● WORK REQUEST
Exact reproduction of all the data is needed.

● Source data
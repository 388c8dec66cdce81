use crate::config::{BiomePolicy, BiomeSettings};
use crate::flood_fill::flood_fill;
use crate::heightmap::{HeightField, Heightmap, NoiseSource, OpenSimplexNoise};
use crate::hex::AxialCoord;
use rand::seq::SliceRandom;
use rand_chacha::ChaCha8Rng;
use serde::{Deserialize, Serialize};
use std::collections::HashMap;

#[derive(Debug, Clone, Copy, PartialEq, Eq, Hash, PartialOrd, Ord, Serialize, Deserialize)]
pub enum Biome {
    Water,
    Grassland,
    Coastline,
    MountainSnow,
    Mountain,
    Forest,
    Desert,
    Swamp,
}

/// Материал тайла для рендера
#[derive(Debug, Clone, Copy, PartialEq, Eq, Serialize, Deserialize)]
pub enum Material {
    Plastic,
    Grass,
    Sand,
    Slate,
    Snow,
    Mud,
    Neon,
}

/// Внешний вид биома: цвет и материал
#[derive(Debug, Clone, Copy, PartialEq, Eq, Serialize, Deserialize)]
pub struct BiomeSkin {
    pub color: [u8; 3],
    pub material: Material,
}

/// Вид тайла с городом (перекрывает биом)
pub const TOWN_SKIN: BiomeSkin = BiomeSkin {
    color: [255, 255, 0],
    material: Material::Neon,
};

impl Biome {
    pub const ALL: [Biome; 8] = [
        Biome::Water,
        Biome::Grassland,
        Biome::Coastline,
        Biome::MountainSnow,
        Biome::Mountain,
        Biome::Forest,
        Biome::Desert,
        Biome::Swamp,
    ];

    pub fn skin(&self) -> BiomeSkin {
        let (color, material) = match self {
            Biome::Water => ([51, 88, 130], Material::Plastic),
            Biome::Grassland => ([39, 70, 45], Material::Grass),
            Biome::Coastline => ([253, 234, 141], Material::Sand),
            Biome::MountainSnow => ([242, 243, 243], Material::Snow),
            Biome::Mountain => ([99, 95, 98], Material::Slate),
            Biome::Forest => ([24, 92, 40], Material::Grass),
            Biome::Desert => ([214, 180, 110], Material::Sand),
            Biome::Swamp => ([74, 88, 52], Material::Mud),
        };
        BiomeSkin { color, material }
    }

    pub fn to_rgb(&self) -> [u8; 3] {
        self.skin().color
    }

    pub fn is_water(&self) -> bool {
        *self == Biome::Water
    }
}

/// Таблица внешнего вида биомов для рендера
///
/// Отсутствующая запись — не ошибка: рендер получает `None` и предупреждение в лог.
#[derive(Debug, Clone)]
pub struct BiomeSkins {
    skins: HashMap<Biome, BiomeSkin>,
}

impl BiomeSkins {
    #[must_use]
    pub fn empty() -> Self {
        Self {
            skins: HashMap::new(),
        }
    }

    pub fn insert(&mut self, biome: Biome, skin: BiomeSkin) {
        self.skins.insert(biome, skin);
    }

    pub fn remove(&mut self, biome: Biome) -> Option<BiomeSkin> {
        self.skins.remove(&biome)
    }

    #[must_use]
    pub fn lookup(&self, biome: Biome) -> Option<BiomeSkin> {
        let skin = self.skins.get(&biome).copied();
        if skin.is_none() {
            tracing::warn!(?biome, "no biome skin");
        }
        skin
    }
}

impl Default for BiomeSkins {
    fn default() -> Self {
        Self {
            skins: Biome::ALL.iter().map(|&b| (b, b.skin())).collect(),
        }
    }
}

/// Назначает биомы тайлам по высоте и (опционально) «пятнам»
///
/// Базовая политика:
/// 1. `height <= water_level` → `Water`
/// 2. есть водный сосед → `Coastline`
/// 3. `height > snow_threshold` → `MountainSnow`, `height > mountain_threshold` → `Mountain`
/// 4. иначе → `Grassland`
///
/// Политика `Blobs` добавляет шаг между 2 и 3: внутренний тайл суши с высокой оценкой
/// вторичного шума становится частью связного пятна, которому выбирается один биом из палитры.
/// Пятна кэшируются: повторный запрос любого тайла пятна — O(1).
///
/// Один экземпляр — на один прогон генерации; кэш никогда не сбрасывается.
pub struct BiomeClassifier<'a, N = OpenSimplexNoise> {
    field: &'a HeightField<N>,
    heights: Option<&'a Heightmap>,
    water_level: f32,
    settings: &'a BiomeSettings,
    blob_noise: OpenSimplexNoise,
    blob_cache: HashMap<AxialCoord, Biome>,
    blobs_grown: usize,
    rng: ChaCha8Rng,
}

impl<'a, N: NoiseSource> BiomeClassifier<'a, N> {
    pub fn new(
        field: &'a HeightField<N>,
        water_level: f32,
        settings: &'a BiomeSettings,
        rng: ChaCha8Rng,
    ) -> Self {
        Self {
            field,
            heights: None,
            water_level,
            settings,
            blob_noise: OpenSimplexNoise::new(1, settings.blob_frequency),
            blob_cache: HashMap::new(),
            blobs_grown: 0,
            rng,
        }
    }

    /// Использовать заранее посчитанные высоты диска
    #[must_use]
    pub fn with_heightmap(mut self, heights: &'a Heightmap) -> Self {
        self.heights = Some(heights);
        self
    }

    pub fn height(&self, axial: AxialCoord) -> f32 {
        self.heights
            .and_then(|h| h.get(axial))
            .unwrap_or_else(|| self.field.height(axial))
    }

    pub fn is_water(&self, axial: AxialCoord) -> bool {
        self.height(axial) <= self.water_level
    }

    pub fn is_coastline(&self, axial: AxialCoord) -> bool {
        axial.neighbors().into_iter().any(|n| self.is_water(n))
    }

    pub fn classify(&mut self, axial: AxialCoord) -> Biome {
        if self.is_water(axial) {
            return Biome::Water;
        }
        if self.is_coastline(axial) {
            return Biome::Coastline;
        }
        if self.settings.policy == BiomePolicy::Blobs {
            if let Some(biome) = self.blob_biome(axial) {
                return biome;
            }
        }

        let height = self.height(axial);
        if height > self.settings.snow_threshold {
            Biome::MountainSnow
        } else if height > self.settings.mountain_threshold {
            Biome::Mountain
        } else {
            Biome::Grassland
        }
    }

    /// Оценка вторичного шума, `0.0..=1.0`: расстояние от вершины шума
    ///
    /// `0.0` на пиках шума, `1.0` во впадинах.
    pub fn blob_score(&self, axial: AxialCoord) -> f32 {
        let n = self
            .blob_noise
            .sample(axial.x as f32, axial.z as f32, self.field.seed());
        ((1.0 - n) * 0.5).clamp(0.0, 1.0)
    }

    /// Может ли тайл быть частью пятна
    pub fn qualifies(&self, axial: AxialCoord) -> bool {
        axial.distance() <= self.field.radius()
            && !self.is_water(axial)
            && !self.is_coastline(axial)
            && self.blob_score(axial) < self.settings.blob_threshold
    }

    fn blob_biome(&mut self, axial: AxialCoord) -> Option<Biome> {
        if let Some(&biome) = self.blob_cache.get(&axial) {
            return Some(biome);
        }
        if !self.qualifies(axial) {
            return None;
        }

        let blob = flood_fill(
            axial,
            AxialCoord::neighbors,
            |c| self.qualifies(c),
            Some(self.field.radius()),
        );
        let biome = *self.settings.blob_palette.choose(&mut self.rng)?;
        tracing::debug!(start = ?axial, size = blob.len(), ?biome, "biome blob grown");

        for coord in blob.reached {
            let previous = self.blob_cache.insert(coord, biome);
            debug_assert!(previous.is_none(), "тайл {coord:?} уже принадлежит пятну");
        }
        self.blobs_grown += 1;
        Some(biome)
    }

    /// Сколько пятен выращено за прогон
    pub fn blobs_grown(&self) -> usize {
        self.blobs_grown
    }

    /// Сколько тайлов уже в кэше пятен
    pub fn cached_tiles(&self) -> usize {
        self.blob_cache.len()
    }
}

● THE COMPLETED TASK
repository 388c8dec66cdce81
use crate::config::{BiomePolicy, BiomeSettings};
use crate::flood_fill::flood_fill;
use crate::heightmap::{HeightField, Heightmap, NoiseSource, OpenSimplexNoise};
use crate::hex::AxialCoord;
use rand::seq::SliceRandom;
use rand_chacha::ChaCha8Rng;
use serde::{Deserialize, Serialize};
use std::collections::HashMap;

#[derive(Debug, Clone, Copy, PartialEq, Eq, Hash, PartialOrd, Ord, Serialize, Deserialize)]
pub enum Biome {
    Water,
    Grassland,
    Coastline,
    MountainSnow,
    Mountain,
    Forest,
    Desert,
    Swamp,
}

/// Материал тайла для рендера
#[derive(Debug, Clone, Copy, PartialEq, Eq, Serialize, Deserialize)]
pub enum Material {
    Plastic,
    Grass,
    Sand,
    Slate,
    Snow,
    Mud,
    Neon,
}

/// Внешний вид биома: цвет и материал
#[derive(Debug, Clone, Copy, PartialEq, Eq, Serialize, Deserialize)]
pub struct BiomeSkin {
    pub color: [u8; 3],
    pub material: Material,
}

/// Вид тайла с городом (перекрывает биом)
pub const TOWN_SKIN: BiomeSkin = BiomeSkin {
    color: [255, 255, 0],
    material: Material::Neon,
};

impl Biome {
    pub const ALL: [Biome; 8] = [
        Biome::Water,
        Biome::Grassland,
        Biome::Coastline,
        Biome::MountainSnow,
        Biome::Mountain,
        Biome::Forest,
        Biome::Desert,
        Biome::Swamp,
    ];

    pub fn skin(&self) -> BiomeSkin {
        let (color, material) = match self {
            Biome::Water => ([51, 88, 130], Material::Plastic),
            Biome::Grassland => ([39, 70, 45], Material::Grass),
            Biome::Coastline => ([253, 234, 141], Material::Sand),
            Biome::MountainSnow => ([242, 243, 243], Material::Snow),
            Biome::Mountain => ([99, 95, 98], Material::Slate),
            Biome::Forest => ([24, 92, 40], Material::Grass),
            Biome::Desert => ([214, 180, 110], Material::Sand),
            Biome::Swamp => ([74, 88, 52], Material::Mud),
        };
        BiomeSkin { color, material }
    }

    pub fn to_rgb(&self) -> [u8; 3] {
        self.skin().color
    }

    pub fn is_water(&self) -> bool {
        *self == Biome::Water
    }
}

/// Таблица внешнего вида биомов для рендера
///
/// Отсутствующая запись — не ошибка: рендер получает `None` и предупреждение в лог.
#[derive(Debug, Clone)]
pub struct BiomeSkins {
    skins: HashMap<Biome, BiomeSkin>,
}

impl BiomeSkins {
    #[must_use]
    pub fn empty() -> Self {
        Self {
            skins: HashMap::new(),
        }
    }

    pub fn insert(&mut self, biome: Biome, skin: BiomeSkin) {
        self.skins.insert(biome, skin);
    }

    pub fn remove(&mut self, biome: Biome) -> Option<BiomeSkin> {
        self.skins.remove(&biome)
    }

    #[must_use]
    pub fn lookup(&self, biome: Biome) -> Option<BiomeSkin> {
        let skin = self.skins.get(&biome).copied();
        if skin.is_none() {
            tracing::warn!(?biome, "no biome skin");
        }
        skin
    }
}

impl Default for BiomeSkins {
    fn default() -> Self {
        Self {
            skins: Biome::ALL.iter().map(|&b| (b, b.skin())).collect(),
        }
    }
}

/// Назначает биомы тайлам по высоте и (опционально) «пятнам»
///
/// Базовая политика:
/// 1. `height <= water_level` → `Water`
/// 2. есть водный сосед → `Coastline`
/// 3. `height > snow_threshold` → `MountainSnow`, `height > mountain_threshold` → `Mountain`
/// 4. иначе → `Grassland`
///
/// Политика `Blobs` добавляет шаг между 2 и 3: внутренний тайл суши с высокой оценкой
/// вторичного шума становится частью связного пятна, которому выбирается один биом из палитры.
/// Пятна кэшируются: повторный запрос любого тайла пятна — O(1).
///
/// Один экземпляр — на один прогон генерации; кэш никогда не сбрасывается.
pub struct BiomeClassifier<'a, N = OpenSimplexNoise> {
    field: &'a HeightField<N>,
    heights: Option<&'a Heightmap>,
    water_level: f32,
    settings: &'a BiomeSettings,
    blob_noise: OpenSimplexNoise,
    blob_cache: HashMap<AxialCoord, Biome>,
    blobs_grown: usize,
    rng: ChaCha8Rng,
}

impl<'a, N: NoiseSource> BiomeClassifier<'a, N> {
    pub fn new(
        field: &'a HeightField<N>,
        water_level: f32,
        settings: &'a BiomeSettings,
        rng: ChaCha8Rng,
    ) -> Self {
        Self {
            field,
            heights: None,
            water_level,
            settings,
            blob_noise: OpenSimplexNoise::new(1, settings.blob_frequency),
            blob_cache: HashMap::new(),
            blobs_grown: 0,
            rng,
        }
    }

    /// Использовать заранее посчитанные высоты диска
    #[must_use]
    pub fn with_heightmap(mut self, heights: &'a Heightmap) -> Self {
        self.heights = Some(heights);
        self
    }

    pub fn height(&self, axial: AxialCoord) -> f32 {
        self.heights
            .and_then(|h| h.get(axial))
            .unwrap_or_else(|| self.field.height(axial))
    }

    pub fn is_water(&self, axial: AxialCoord) -> bool {
        self.height(axial) <= self.water_level
    }

    pub fn is_coastline(&self, axial: AxialCoord) -> bool {
        axial.neighbors().into_iter().any(|n| self.is_water(n))
    }

    pub fn classify(&mut self, axial: AxialCoord) -> Biome {
        if self.is_water(axial) {
            return Biome::Water;
        }
        if self.is_coastline(axial) {
            return Biome::Coastline;
        }
        if self.settings.policy == BiomePolicy::Blobs {
            if let Some(biome) = self.blob_biome(axial) {
                return biome;
            }
        }

        let height = self.height(axial);
        if height > self.settings.snow_threshold {
            Biome::MountainSnow
        } else if height > self.settings.mountain_threshold {
            Biome::Mountain
        } else {
            Biome::Grassland
        }
    }

    /// Оценка вторичного шума, `0.0..=1.0`: расстояние от вершины шума
    ///
    /// `0.0` на пиках шума, `1.0` во впадинах.
    pub fn blob_score(&self, axial: AxialCoord) -> f32 {
        let n = self
            .blob_noise
            .sample(axial.x as f32, axial.z as f32, self.field.seed());
        ((1.0 - n) * 0.5).clamp(0.0, 1.0)
    }

    /// Может ли тайл быть частью пятна
    pub fn qualifies(&self, axial: AxialCoord) -> bool {
        axial.distance() <= self.field.radius()
            && !self.is_water(axial)
            && !self.is_coastline(axial)
            && self.blob_score(axial) < self.settings.blob_threshold
    }

    fn blob_biome(&mut self, axial: AxialCoord) -> Option<Biome> {
        if let Some(&biome) = self.blob_cache.get(&axial) {
            return Some(biome);
        }
        if !self.qualifies(axial) {
            return None;
        }

        let blob = flood_fill(
            axial,
            AxialCoord::neighbors,
            |c| self.qualifies(c),
            Some(self.field.radius()),
        );
        let biome = *self.settings.blob_palette.choose(&mut self.rng)?;
        tracing::debug!(start = ?axial, size = blob.len(), ?biome, "biome blob grown");

        for coord in blob.reached {
            let previous = self.blob_cache.insert(coord, biome);
            debug_assert!(previous.is_none(), "тайл {coord:?} уже принадлежит пятну");
        }
        self.blobs_grown += 1;
        Some(biome)
    }

    /// Сколько пятен выращено за прогон
    pub fn blobs_grown(&self) -> usize {
        self.blobs_grown
    }

    /// Сколько тайлов уже в кэше пятен
    pub fn cached_tiles(&self) -> usize {
        self.blob_cache.len()
    }
}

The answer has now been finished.